▶ ACTIVITY
Only the lines that include "lookups" should be copied from the data below.

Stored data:
· · · · · · ·

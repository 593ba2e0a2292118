mod common;

use std::sync::Arc;
use std::sync::atomic::{AtomicUsize, Ordering};

use assert_matches::assert_matches;

use genevidence::domain::GeneSymbol;
use genevidence::error::IngestError;
use genevidence::gene::{
    AuthorityRecord, GeneNormalizer, GeneRegistry, GeneResolver, NomenclatureAuthority,
};

use common::temp_store;

struct FakeHgnc {
    lookups: AtomicUsize,
}

impl NomenclatureAuthority for FakeHgnc {
    fn lookup(&self, symbol: &GeneSymbol) -> Result<Option<AuthorityRecord>, IngestError> {
        self.lookups.fetch_add(1, Ordering::SeqCst);
        let record = match symbol.as_str() {
            "PKD1" | "PBP" => Some(AuthorityRecord {
                hgnc_id: "HGNC:9008".to_string(),
                symbol: "PKD1".to_string(),
                aliases: vec!["PBP".to_string()],
            }),
            _ => None,
        };
        Ok(record)
    }
}

#[test]
fn alias_resolves_to_approved_gene_and_is_remembered() {
    let (_dir, store) = temp_store();
    let registry = Arc::new(GeneRegistry::open(&store).unwrap());
    let authority = Arc::new(FakeHgnc {
        lookups: AtomicUsize::new(0),
    });
    let resolver = GeneResolver::new(registry.clone(), Some(authority.clone()));

    let gene = resolver.normalize("pbp").unwrap();
    assert_eq!(gene.id.as_str(), "HGNC:9008");
    assert_eq!(gene.symbol.as_str(), "PKD1");

    // Both spellings now resolve from the registry.
    assert_eq!(resolver.normalize("PKD1").unwrap().id, gene.id);
    assert_eq!(resolver.normalize("PBP").unwrap().id, gene.id);
    assert_eq!(authority.lookups.load(Ordering::SeqCst), 1);

    resolver.persist().unwrap();
    let reopened = GeneRegistry::open(&store).unwrap();
    assert_eq!(reopened.len(), 1);
    assert_eq!(reopened.find("HGNC:9008").unwrap().symbol.as_str(), "PKD1");
}

#[test]
fn unknown_and_malformed_subjects_fail_normalization() {
    let (_dir, store) = temp_store();
    let registry = Arc::new(GeneRegistry::open(&store).unwrap());
    let resolver = GeneResolver::new(
        registry,
        Some(Arc::new(FakeHgnc {
            lookups: AtomicUsize::new(0),
        })),
    );

    assert_matches!(
        resolver.normalize("NOTAGENE"),
        Err(IngestError::Normalization { .. })
    );
    assert_matches!(
        resolver.normalize("two words"),
        Err(IngestError::Normalization { .. })
    );
}

#[test]
fn registry_rejects_symbol_reassignment() {
    let (_dir, store) = temp_store();
    let registry = GeneRegistry::open(&store).unwrap();
    registry.register(common::gene("HGNC:9008", "PKD1")).unwrap();
    let err = registry
        .register(common::gene("HGNC:1", "PKD1"))
        .unwrap_err();
    assert_matches!(err, IngestError::Normalization { .. });
}
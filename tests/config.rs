use std::fs;
use std::time::Duration;

use assert_matches::assert_matches;

use genevidence::config::{
    Config, ConfigLoader, SourceEntry, SourceEntryObject, default_query,
};
use genevidence::domain::SourceName;
use genevidence::error::IngestError;

#[test]
fn parse_config_with_detailed_sources() {
    let config = Config {
        sources: vec![
            SourceEntry::Shorthand("pubtator".to_string()),
            SourceEntry::Detailed(SourceEntryObject {
                name: "panelapp".to_string(),
                base_url: Some("https://panelapp.example.org/api/v1".to_string()),
                query: Some(vec!["cystic".to_string()]),
                page_size: Some(50),
            }),
        ],
        ..Config::default()
    };

    let resolved = ConfigLoader::resolve_config(config).unwrap();
    assert_eq!(resolved.sources.len(), 2);
    assert_eq!(resolved.sources[0].name, SourceName::PubTator);
    assert_eq!(resolved.sources[0].query, default_query(&SourceName::PubTator));
    let panelapp = resolved.source(&SourceName::PanelApp).unwrap();
    assert_eq!(panelapp.query, vec!["cystic".to_string()]);
    assert_eq!(panelapp.page_size, Some(50));
    assert_matches!(
        resolved.source(&SourceName::Hpo),
        Err(IngestError::UnknownSource(_))
    );
}

#[test]
fn custom_source_requires_base_url() {
    let config = Config {
        sources: vec![SourceEntry::Shorthand("clingen".to_string())],
        ..Config::default()
    };
    let err = ConfigLoader::resolve_config(config).unwrap_err();
    assert_matches!(err, IngestError::ConfigParse(_));
}

#[test]
fn loads_sections_from_file() {
    let dir = tempfile::tempdir().unwrap();
    let path = dir.path().join("genevidence.json");
    fs::write(
        &path,
        r#"{
            "schema_version": 1,
            "data_dir": "/tmp/genevidence-data",
            "http": { "max_attempts": 2, "breaker_cooldown_secs": 5 },
            "cache": { "tier1_capacity": 64, "ttl_secs": { "scores": 60 } },
            "processor": { "chunk_size": 50, "max_pages": 10 },
            "scoring": { "min_recompute_interval_secs": 1 },
            "sources": ["hpo", { "name": "string", "query": ["PKD1", "PKD2"] }]
        }"#,
    )
    .unwrap();

    let resolved = ConfigLoader::resolve(path.to_str()).unwrap();
    assert_eq!(resolved.http.retry.max_attempts, 2);
    assert_eq!(resolved.http.breaker.cooldown, Duration::from_secs(5));
    assert_eq!(resolved.http.breaker.failure_threshold, 10);
    assert_eq!(resolved.cache.tier1_capacity, 64);
    assert_eq!(
        resolved.cache.namespace_ttls.get("scores"),
        Some(&Duration::from_secs(60))
    );
    assert_eq!(resolved.processor.chunk_size, 50);
    assert_eq!(resolved.processor.max_pages, Some(10));
    assert_eq!(resolved.scoring.min_interval, Duration::from_secs(1));
    assert_eq!(resolved.sources[1].name, SourceName::StringPpi);
    assert_eq!(resolved.sources[1].query.len(), 2);
    assert_eq!(
        resolved.data_dir.as_ref().map(|dir| dir.as_str()),
        Some("/tmp/genevidence-data")
    );
}

#[test]
fn malformed_file_is_a_parse_error() {
    let dir = tempfile::tempdir().unwrap();
    let path = dir.path().join("genevidence.json");
    fs::write(&path, "{ not json").unwrap();
    let err = ConfigLoader::resolve(path.to_str()).unwrap_err();
    assert_matches!(err, IngestError::ConfigParse(_));
}

#[test]
fn missing_explicit_file_is_a_read_error() {
    let dir = tempfile::tempdir().unwrap();
    let path = dir.path().join("absent.json");
    let err = ConfigLoader::resolve(path.to_str()).unwrap_err();
    assert_matches!(err, IngestError::ConfigRead(_));
}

· · · · · · ·

▶ SOLUTION TO THE EXERCISE
    lookups: AtomicUsize,
        self.lookups.fetch_add(1, Ordering::SeqCst);
        lookups: AtomicUsize::new(0),
    assert_eq!(authority.lookups.load(Ordering::SeqCst), 1);
            lookups: AtomicUsize::new(0),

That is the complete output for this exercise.